Sunday, 20th March 2011

   

            

 

Walk: Scout Scar
Start Point: Car park Underbarrow Road (Mast) Grid Reference: SD 489 924
Distance: 8+ miles Ascent: 1,100 feet
Time: 4.75 hrs    
Weather: Misty with short periods of drizzle
Comments: 21 of us set off in mist (low cloud really). Quite a lot of mud as well but not much complaining until hunger set in. Fields, woods, green lanes and a short steady climb onto Scout Scar, missing all the spectacular views. Visibility deteriorated to about 25 metres as we found our way back to the quarry car park.

There were no photographs of this walk due to the poor conditions.

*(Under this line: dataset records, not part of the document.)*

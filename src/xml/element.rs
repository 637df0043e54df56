//! Minimal owned XML tree used for protocol elements and unknown payloads.

use std::fmt::Write as _;

use quick_xml::escape::escape;

use super::cursor::{EventKind, XmlCursor};
use crate::error::DecodeError;

#[derive(Debug, Clone, PartialEq, Eq)]
pub enum Node {
    Element(Element),
    Text(String),
}

#[derive(Debug, Clone, PartialEq, Eq)]
pub struct Element {
    name: String,
    namespace: String,
    attributes: Vec<(String, String)>,
    children: Vec<Node>,
}

impl Element {
    pub fn new(name: impl Into<String>, namespace: impl Into<String>) -> Self {
        Self {
            name: name.into(),
            namespace: namespace.into(),
            attributes: Vec::new(),
            children: Vec::new(),
        }
    }

    /// Builder-style attribute setter.
    pub fn with_attr(mut self, name: impl Into<String>, value: impl Into<String>) -> Self {
        self.set_attr(name, value);
        self
    }

    pub fn with_child(mut self, child: Element) -> Self {
        self.children.push(Node::Element(child));
        self
    }

    pub fn with_text(mut self, text: impl Into<String>) -> Self {
        self.children.push(Node::Text(text.into()));
        self
    }

    pub fn set_attr(&mut self, name: impl Into<String>, value: impl Into<String>) {
        let name = name.into();
        let value = value.into();
        match self.attributes.iter_mut().find(|(k, _)| *k == name) {
            Some(slot) => slot.1 = value,
            None => self.attributes.push((name, value)),
        }
    }

    pub fn append_child(&mut self, child: Element) {
        self.children.push(Node::Element(child));
    }

    pub fn name(&self) -> &str {
        &self.name
    }

    pub fn namespace(&self) -> &str {
        &self.namespace
    }

    pub fn is(&self, name: &str, namespace: &str) -> bool {
        self.name == name && self.namespace == namespace
    }

    pub fn attr(&self, name: &str) -> Option<&str> {
        self.attributes
            .iter()
            .find(|(k, _)| k == name)
            .map(|(_, v)| v.as_str())
    }

    pub fn attributes(&self) -> &[(String, String)] {
        &self.attributes
    }

    pub fn nodes(&self) -> &[Node] {
        &self.children
    }

    pub fn children(&self) -> impl Iterator<Item = &Element> {
        self.children.iter().filter_map(|n| match n {
            Node::Element(e) => Some(e),
            Node::Text(_) => None,
        })
    }

    pub fn get_child(&self, name: &str, namespace: &str) -> Option<&Element> {
        self.children().find(|c| c.is(name, namespace))
    }

    pub fn has_child(&self, name: &str, namespace: &str) -> bool {
        self.get_child(name, namespace).is_some()
    }

    /// Concatenated direct text content.
    pub fn text(&self) -> String {
        self.children
            .iter()
            .filter_map(|n| match n {
                Node::Text(t) => Some(t.as_str()),
                Node::Element(_) => None,
            })
            .collect()
    }

    /// Parse a complete element from a string.
    pub fn parse(xml: &str) -> Result<Element, DecodeError> {
        let mut cursor = XmlCursor::new(xml);
        loop {
            match cursor.next()? {
                Some(EventKind::Start) => return Element::from_cursor(&mut cursor),
                Some(EventKind::Text) => continue,
                Some(EventKind::End) | None => {
                    return Err(DecodeError::Xml("no root element".to_string()))
                }
            }
        }
    }

    /// Build an element from a cursor positioned on its start tag. On return the
    /// cursor sits on the matching end tag.
    pub fn from_cursor(cursor: &mut XmlCursor<'_>) -> Result<Element, DecodeError> {
        let depth = cursor.depth();
        let mut root = Element::new(cursor.name(), cursor.namespace());
        root.attributes = cursor.attributes().to_vec();

        // Stack of partially built ancestors below `root`.
        let mut stack: Vec<Element> = Vec::new();
        loop {
            match cursor.next()? {
                Some(EventKind::Start) => {
                    let mut child = Element::new(cursor.name(), cursor.namespace());
                    child.attributes = cursor.attributes().to_vec();
                    stack.push(child);
                }
                Some(EventKind::Text) => {
                    let text = Node::Text(cursor.text().to_string());
                    match stack.last_mut() {
                        Some(parent) => parent.children.push(text),
                        None => root.children.push(text),
                    }
                }
                Some(EventKind::End) => {
                    if cursor.depth() == depth {
                        return Ok(root);
                    }
                    let finished = stack
                        .pop()
                        .ok_or_else(|| DecodeError::Xml("unbalanced end tag".to_string()))?;
                    match stack.last_mut() {
                        Some(parent) => parent.children.push(Node::Element(finished)),
                        None => root.children.push(Node::Element(finished)),
                    }
                }
                None => return Err(DecodeError::UnexpectedEnd(root.name)),
            }
        }
    }

    /// Serialise to a string. The namespace is declared on the root and
    /// wherever a child's namespace differs from its parent's.
    pub fn to_xml(&self) -> String {
        let mut out = String::new();
        self.write_xml(&mut out, None);
        out
    }

    pub(crate) fn write_xml(&self, out: &mut String, parent_namespace: Option<&str>) {
        out.push('<');
        out.push_str(&self.name);
        if parent_namespace != Some(self.namespace.as_str()) && !self.namespace.is_empty() {
            let _ = write!(out, " xmlns='{}'", escape(&self.namespace));
        }
        for (k, v) in &self.attributes {
            let _ = write!(out, " {}='{}'", k, escape(v));
        }
        if self.children.is_empty() {
            out.push_str("/>");
            return;
        }
        out.push('>');
        for child in &self.children {
            match child {
                Node::Element(e) => e.write_xml(out, Some(&self.namespace)),
                Node::Text(t) => out.push_str(&escape(t)),
            }
        }
        let _ = write!(out, "</{}>", self.name);
    }
}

However, Norman has provided a series of photos showing an unusual sight encountered on the Ribble Way at Penwortham.

 

Barge spanning the River Ribble (former Preston Dock on right)

 

The tug that towed the barge

 

Preparations for unloading the transformer . . .

 

complete with photographer

 

Unloading begins

 

The pulling truck

 

Eighty wheels per bogey

 

The transformer (blue)

 

One of the two steersmen

 

Unhitching the pushing truck

 

The now empty barge

 

A path between the Ribble Way and the A59 at Penwortham

 

St Mary's Church, Penwortham

An Unusual Sight on the Ribble Way at Penwortham

On two recent occasions an Electricity Transformer has been shipped by barge up the River Ribble to Penwortham. Each transformer is said to weigh three hundred tons, and because of their weight, they couldn’t be transported all the way by road. The solution for the last part of their journey was to bring them up the River Ribble and unload them on to the Penwortham side of the river. This part of the river bank carries the Ribble Way.

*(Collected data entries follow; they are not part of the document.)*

//! Pull cursor over a single top-level XML element.
//!
//! Wraps quick-xml's namespace-aware reader and exposes exactly what the
//! stanza layer and extension codecs need: the current event kind, the
//! element name and resolved namespace, attribute lookup, nesting depth and
//! the byte offsets of the current event so an unparsed subtree can be
//! captured verbatim.

use quick_xml::events::Event;
use quick_xml::name::ResolveResult;
use quick_xml::NsReader;

use crate::error::DecodeError;

/// Kind of the event the cursor is positioned on.
#[derive(Debug, Clone, Copy, PartialEq, Eq)]
pub enum EventKind {
    Start,
    End,
    Text,
}

pub struct XmlCursor<'a> {
    input: &'a str,
    reader: NsReader<&'a [u8]>,
    kind: Option<EventKind>,
    name: String,
    namespace: String,
    attributes: Vec<(String, String)>,
    text: String,
    /// Number of currently open elements.
    open: usize,
    /// Depth reported for the current event (1 = the top-level element).
    depth: usize,
    event_start: usize,
}

impl<'a> XmlCursor<'a> {
    pub fn new(input: &'a str) -> Self {
        let mut reader = NsReader::from_str(input);
        reader.config_mut().expand_empty_elements = true;
        reader.config_mut().trim_text(false);
        Self {
            input,
            reader,
            kind: None,
            name: String::new(),
            namespace: String::new(),
            attributes: Vec::new(),
            text: String::new(),
            open: 0,
            depth: 0,
            event_start: 0,
        }
    }

    /// Advance to the next start, end or text event.
    ///
    /// Declarations, comments and processing instructions are skipped.
    /// Returns `Ok(None)` at end of input.
    pub fn next(&mut self) -> Result<Option<EventKind>, DecodeError> {
        loop {
            let start = self.reader.buffer_position() as usize;
            let (resolved, event) = self
                .reader
                .read_resolved_event()
                .map_err(|e| DecodeError::Xml(e.to_string()))?;
            let namespace = namespace_of(&resolved);

            match event {
                Event::Start(e) => {
                    self.open += 1;
                    self.depth = self.open;
                    self.event_start = start;
                    self.name = String::from_utf8_lossy(e.local_name().as_ref()).into_owned();
                    self.namespace = namespace;
                    self.attributes.clear();
                    for attr in e.attributes() {
                        let attr = attr.map_err(|e| DecodeError::Xml(e.to_string()))?;
                        let key = String::from_utf8_lossy(attr.key.as_ref()).into_owned();
                        if key == "xmlns" || key.starts_with("xmlns:") {
                            continue;
                        }
                        let value = attr
                            .unescape_value()
                            .map_err(|e| DecodeError::Xml(e.to_string()))?
                            .into_owned();
                        self.attributes.push((key, value));
                    }
                    self.text.clear();
                    self.kind = Some(EventKind::Start);
                    return Ok(self.kind);
                }
                Event::End(e) => {
                    self.depth = self.open;
                    self.open = self.open.saturating_sub(1);
                    self.event_start = start;
                    self.name = String::from_utf8_lossy(e.local_name().as_ref()).into_owned();
                    self.namespace = namespace;
                    self.attributes.clear();
                    self.text.clear();
                    self.kind = Some(EventKind::End);
                    return Ok(self.kind);
                }
                Event::Text(e) => {
                    self.depth = self.open;
                    self.event_start = start;
                    self.text = e
                        .unescape()
                        .map_err(|e| DecodeError::Xml(e.to_string()))?
                        .into_owned();
                    self.kind = Some(EventKind::Text);
                    return Ok(self.kind);
                }
                Event::CData(e) => {
                    self.depth = self.open;
                    self.event_start = start;
                    self.text = String::from_utf8_lossy(&e).into_owned();
                    self.kind = Some(EventKind::Text);
                    return Ok(self.kind);
                }
                Event::Eof => {
                    self.kind = None;
                    return Ok(None);
                }
                Event::Empty(_)
                | Event::Decl(_)
                | Event::PI(_)
                | Event::Comment(_)
                | Event::DocType(_) => continue,
            }
        }
    }

    pub fn kind(&self) -> Option<EventKind> {
        self.kind
    }

    /// Local name of the current start or end element.
    pub fn name(&self) -> &str {
        &self.name
    }

    /// Resolved namespace of the current element; empty when unbound.
    pub fn namespace(&self) -> &str {
        &self.namespace
    }

    /// Value of an attribute of the current start element, by qualified name.
    pub fn attr(&self, name: &str) -> Option<&str> {
        self.attributes
            .iter()
            .find(|(k, _)| k == name)
            .map(|(_, v)| v.as_str())
    }

    pub fn attributes(&self) -> &[(String, String)] {
        &self.attributes
    }

    pub fn text(&self) -> &str {
        &self.text
    }

    pub fn depth(&self) -> usize {
        self.depth
    }

    /// Byte offset into the input where the current event begins.
    pub fn event_start(&self) -> usize {
        self.event_start
    }

    /// Byte offset just past the last consumed event.
    pub fn position(&self) -> usize {
        self.reader.buffer_position() as usize
    }

    pub fn input(&self) -> &'a str {
        self.input
    }

    /// Whether the cursor sits on the start of an element with this name and namespace.
    pub fn is_start(&self, name: &str, namespace: &str) -> bool {
        self.kind == Some(EventKind::Start) && self.name == name && self.namespace == namespace
    }

    /// Advance from the current start element to its matching end element.
    ///
    /// Returns the raw input span of the whole element, byte for byte. If the
    /// cursor is already on an end event at `depth`, nothing is consumed.
    pub fn skip_element(&mut self) -> Result<&'a str, DecodeError> {
        let depth = self.depth;
        let start = self.event_start;
        let name = self.name.clone();
        if self.kind == Some(EventKind::End) {
            return Ok(&self.input[start..self.position()]);
        }
        if self.kind != Some(EventKind::Start) {
            return Err(DecodeError::Xml("skip_element called off a start tag".to_string()));
        }
        self.skip_to_end(depth, &name)?;
        Ok(&self.input[start..self.position()])
    }

    /// Advance until the end event of the element opened at `depth`.
    ///
    /// Used to resynchronise after a decoder bailed out somewhere inside an element.
    pub fn skip_to_end(&mut self, depth: usize, name: &str) -> Result<(), DecodeError> {
        if self.kind == Some(EventKind::End) && self.depth == depth {
            return Ok(());
        }
        loop {
            match self.next()? {
                Some(EventKind::End) if self.depth == depth => return Ok(()),
                Some(_) => continue,
                None => return Err(DecodeError::UnexpectedEnd(name.to_string())),
            }
        }
    }

    /// Read the character content of the current element up to its end tag.
    ///
    /// Child elements are skipped; only direct text is collected.
    pub fn read_text(&mut self) -> Result<String, DecodeError> {
        let depth = self.depth;
        let name = self.name.clone();
        let mut out = String::new();
        loop {
            match self.next()? {
                Some(EventKind::Text) if self.depth == depth => out.push_str(&self.text),
                Some(EventKind::Start) => {
                    self.skip_element()?;
                }
                Some(EventKind::End) if self.depth == depth => return Ok(out),
                Some(_) => continue,
                None => return Err(DecodeError::UnexpectedEnd(name)),
            }
        }
    }
}

fn namespace_of(resolved: &ResolveResult) -> String {
    match resolved {
        ResolveResult::Bound(ns) => String::from_utf8_lossy(ns.as_ref()).into_owned(),
        ResolveResult::Unbound | ResolveResult::Unknown(_) => String::new(),
    }
}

The transformers were then taken along Holme Road, which forms part of the Ribble Way, to the A59 Liverpool Road. From there they travelled for a mile or so to an electricity sub station where they will be incorporated in the Grid System.

NB: At one time the River Ribble was a busy shipping route in and out of Preston Dock which was one of the largest inland docks in England. The point where the unloading took place is the site at which the now demolished Penwortham Power Station once stood.